Which lines of the entries contain the string "derive"? Please find them and copy them.

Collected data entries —
:::
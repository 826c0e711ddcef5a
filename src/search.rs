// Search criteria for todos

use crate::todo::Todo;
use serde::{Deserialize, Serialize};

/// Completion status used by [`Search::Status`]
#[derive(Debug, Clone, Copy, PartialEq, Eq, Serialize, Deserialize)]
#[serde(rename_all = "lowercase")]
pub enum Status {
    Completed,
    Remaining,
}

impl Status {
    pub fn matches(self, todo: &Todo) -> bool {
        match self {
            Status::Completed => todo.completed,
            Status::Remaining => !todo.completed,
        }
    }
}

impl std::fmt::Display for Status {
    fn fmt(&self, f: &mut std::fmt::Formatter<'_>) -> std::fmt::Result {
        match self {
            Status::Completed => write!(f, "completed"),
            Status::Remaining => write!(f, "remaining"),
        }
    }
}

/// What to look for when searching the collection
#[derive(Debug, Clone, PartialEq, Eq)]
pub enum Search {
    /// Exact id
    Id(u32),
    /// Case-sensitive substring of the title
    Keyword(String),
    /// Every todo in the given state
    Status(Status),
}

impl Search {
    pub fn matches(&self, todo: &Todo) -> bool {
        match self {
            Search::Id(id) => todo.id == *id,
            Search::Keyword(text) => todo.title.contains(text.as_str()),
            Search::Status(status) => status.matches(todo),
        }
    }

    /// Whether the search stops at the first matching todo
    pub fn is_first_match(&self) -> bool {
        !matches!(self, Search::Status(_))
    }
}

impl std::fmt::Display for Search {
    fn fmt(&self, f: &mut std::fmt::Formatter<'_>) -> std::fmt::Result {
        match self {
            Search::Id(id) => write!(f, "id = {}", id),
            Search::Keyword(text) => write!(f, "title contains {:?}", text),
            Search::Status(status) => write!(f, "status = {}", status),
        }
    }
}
:::
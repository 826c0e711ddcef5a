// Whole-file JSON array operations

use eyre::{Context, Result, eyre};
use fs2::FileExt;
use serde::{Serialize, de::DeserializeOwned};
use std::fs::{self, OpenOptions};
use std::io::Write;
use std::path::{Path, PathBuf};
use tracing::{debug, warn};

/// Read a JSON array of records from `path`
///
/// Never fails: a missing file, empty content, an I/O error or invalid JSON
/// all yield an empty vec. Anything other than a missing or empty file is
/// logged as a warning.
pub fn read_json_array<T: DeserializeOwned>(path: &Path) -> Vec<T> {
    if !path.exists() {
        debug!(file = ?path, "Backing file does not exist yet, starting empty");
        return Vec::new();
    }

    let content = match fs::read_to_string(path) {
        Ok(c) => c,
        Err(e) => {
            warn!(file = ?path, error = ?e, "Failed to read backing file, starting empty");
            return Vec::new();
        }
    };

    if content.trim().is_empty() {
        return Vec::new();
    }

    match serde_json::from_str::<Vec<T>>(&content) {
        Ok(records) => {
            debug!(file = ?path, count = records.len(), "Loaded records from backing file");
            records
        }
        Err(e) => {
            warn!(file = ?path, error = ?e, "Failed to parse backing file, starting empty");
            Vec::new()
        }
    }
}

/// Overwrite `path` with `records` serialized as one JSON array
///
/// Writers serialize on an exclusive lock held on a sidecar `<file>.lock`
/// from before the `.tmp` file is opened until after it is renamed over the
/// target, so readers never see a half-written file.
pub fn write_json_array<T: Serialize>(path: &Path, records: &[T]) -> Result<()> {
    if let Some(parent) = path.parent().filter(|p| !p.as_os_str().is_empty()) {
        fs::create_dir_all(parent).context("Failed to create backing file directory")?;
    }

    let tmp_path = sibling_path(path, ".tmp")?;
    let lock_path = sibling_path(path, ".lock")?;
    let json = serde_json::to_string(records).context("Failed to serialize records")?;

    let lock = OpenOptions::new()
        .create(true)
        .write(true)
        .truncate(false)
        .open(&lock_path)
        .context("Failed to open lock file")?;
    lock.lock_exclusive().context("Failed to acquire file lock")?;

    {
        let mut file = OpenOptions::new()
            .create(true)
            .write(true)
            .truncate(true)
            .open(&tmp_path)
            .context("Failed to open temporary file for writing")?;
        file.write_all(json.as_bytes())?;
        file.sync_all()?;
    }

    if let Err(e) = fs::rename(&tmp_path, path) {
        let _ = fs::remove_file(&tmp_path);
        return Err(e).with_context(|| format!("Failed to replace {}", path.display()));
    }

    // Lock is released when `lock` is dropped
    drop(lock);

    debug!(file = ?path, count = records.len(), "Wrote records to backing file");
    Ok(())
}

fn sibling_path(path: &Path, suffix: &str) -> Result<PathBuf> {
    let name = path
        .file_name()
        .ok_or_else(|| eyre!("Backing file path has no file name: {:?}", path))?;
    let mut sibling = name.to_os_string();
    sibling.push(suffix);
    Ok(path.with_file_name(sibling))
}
:::
Task answer —
#[derive(Debug, Clone, Copy, PartialEq, Eq, Serialize, Deserialize)]
#[derive(Debug, Clone, PartialEq, Eq)]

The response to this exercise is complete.